START Records provided

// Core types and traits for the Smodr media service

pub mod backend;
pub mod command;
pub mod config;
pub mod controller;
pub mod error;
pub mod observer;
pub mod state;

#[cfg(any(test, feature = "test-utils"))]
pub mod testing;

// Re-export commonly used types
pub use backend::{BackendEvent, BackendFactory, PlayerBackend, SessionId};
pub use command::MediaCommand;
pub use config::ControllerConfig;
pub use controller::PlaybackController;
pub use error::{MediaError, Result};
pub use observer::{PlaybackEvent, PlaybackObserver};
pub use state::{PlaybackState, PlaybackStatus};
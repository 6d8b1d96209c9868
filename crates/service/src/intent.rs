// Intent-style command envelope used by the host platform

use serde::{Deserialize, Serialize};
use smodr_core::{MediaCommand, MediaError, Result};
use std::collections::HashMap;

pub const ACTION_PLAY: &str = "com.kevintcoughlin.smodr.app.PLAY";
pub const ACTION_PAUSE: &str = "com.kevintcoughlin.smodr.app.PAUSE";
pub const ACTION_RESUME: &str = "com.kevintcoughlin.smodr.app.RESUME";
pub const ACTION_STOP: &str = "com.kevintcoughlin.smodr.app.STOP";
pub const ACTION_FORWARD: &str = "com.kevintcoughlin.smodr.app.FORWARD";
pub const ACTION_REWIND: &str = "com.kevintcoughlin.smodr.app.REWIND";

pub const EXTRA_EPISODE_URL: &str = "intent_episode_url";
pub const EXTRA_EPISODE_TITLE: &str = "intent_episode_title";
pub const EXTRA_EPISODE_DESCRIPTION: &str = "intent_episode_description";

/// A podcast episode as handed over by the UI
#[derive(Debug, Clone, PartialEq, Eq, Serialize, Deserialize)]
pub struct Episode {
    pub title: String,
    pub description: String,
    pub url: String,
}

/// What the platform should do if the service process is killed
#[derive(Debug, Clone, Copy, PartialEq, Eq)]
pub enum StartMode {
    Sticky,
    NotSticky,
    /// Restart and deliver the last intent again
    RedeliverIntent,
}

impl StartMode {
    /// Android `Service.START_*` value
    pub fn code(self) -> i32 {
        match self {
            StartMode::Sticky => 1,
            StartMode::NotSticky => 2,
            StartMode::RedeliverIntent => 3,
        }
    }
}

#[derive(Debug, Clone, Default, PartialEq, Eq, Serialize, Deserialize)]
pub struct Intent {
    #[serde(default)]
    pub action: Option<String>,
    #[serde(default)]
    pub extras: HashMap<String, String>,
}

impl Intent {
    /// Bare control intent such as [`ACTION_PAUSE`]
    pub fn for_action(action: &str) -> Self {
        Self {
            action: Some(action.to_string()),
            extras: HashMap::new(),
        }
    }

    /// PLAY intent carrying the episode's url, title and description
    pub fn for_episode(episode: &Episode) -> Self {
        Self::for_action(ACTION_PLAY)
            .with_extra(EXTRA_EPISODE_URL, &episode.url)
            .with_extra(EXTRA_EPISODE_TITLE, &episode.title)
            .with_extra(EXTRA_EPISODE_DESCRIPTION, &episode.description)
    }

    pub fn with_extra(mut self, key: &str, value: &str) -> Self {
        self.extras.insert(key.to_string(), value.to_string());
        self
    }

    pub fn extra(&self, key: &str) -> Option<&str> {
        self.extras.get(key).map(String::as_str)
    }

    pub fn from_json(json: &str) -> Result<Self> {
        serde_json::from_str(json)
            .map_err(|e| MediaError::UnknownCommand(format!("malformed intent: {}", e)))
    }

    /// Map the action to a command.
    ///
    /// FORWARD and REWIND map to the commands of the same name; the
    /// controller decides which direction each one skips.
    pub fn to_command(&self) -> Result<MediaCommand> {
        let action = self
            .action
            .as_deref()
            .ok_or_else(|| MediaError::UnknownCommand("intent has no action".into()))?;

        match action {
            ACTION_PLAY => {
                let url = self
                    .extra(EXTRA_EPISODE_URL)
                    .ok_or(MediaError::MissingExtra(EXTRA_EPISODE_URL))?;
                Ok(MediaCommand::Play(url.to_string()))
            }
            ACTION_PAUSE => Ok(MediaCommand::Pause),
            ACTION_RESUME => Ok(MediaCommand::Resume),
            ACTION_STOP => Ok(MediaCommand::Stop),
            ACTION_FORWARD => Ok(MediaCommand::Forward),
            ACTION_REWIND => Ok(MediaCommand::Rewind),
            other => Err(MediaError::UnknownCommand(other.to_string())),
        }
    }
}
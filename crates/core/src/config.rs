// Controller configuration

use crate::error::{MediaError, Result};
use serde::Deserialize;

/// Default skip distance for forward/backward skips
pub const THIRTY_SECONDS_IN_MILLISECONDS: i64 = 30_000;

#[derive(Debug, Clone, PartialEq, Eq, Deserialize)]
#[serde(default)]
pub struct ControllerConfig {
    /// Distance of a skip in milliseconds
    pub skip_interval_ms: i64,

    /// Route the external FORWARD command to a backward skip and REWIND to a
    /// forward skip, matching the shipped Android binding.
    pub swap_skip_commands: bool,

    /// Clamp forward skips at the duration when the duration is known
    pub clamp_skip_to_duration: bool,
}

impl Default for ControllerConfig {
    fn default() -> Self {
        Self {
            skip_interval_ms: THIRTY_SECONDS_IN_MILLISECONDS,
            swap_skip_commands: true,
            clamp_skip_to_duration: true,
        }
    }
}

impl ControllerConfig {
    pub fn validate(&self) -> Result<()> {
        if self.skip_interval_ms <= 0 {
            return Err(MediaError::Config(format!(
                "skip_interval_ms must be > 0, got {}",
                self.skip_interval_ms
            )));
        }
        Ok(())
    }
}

END Records provided

- **Work instruction**: Where a line in the entries holds the word "observer", copy that line.

- **Written response**:
pub mod observer;
pub use observer::{PlaybackEvent, PlaybackObserver};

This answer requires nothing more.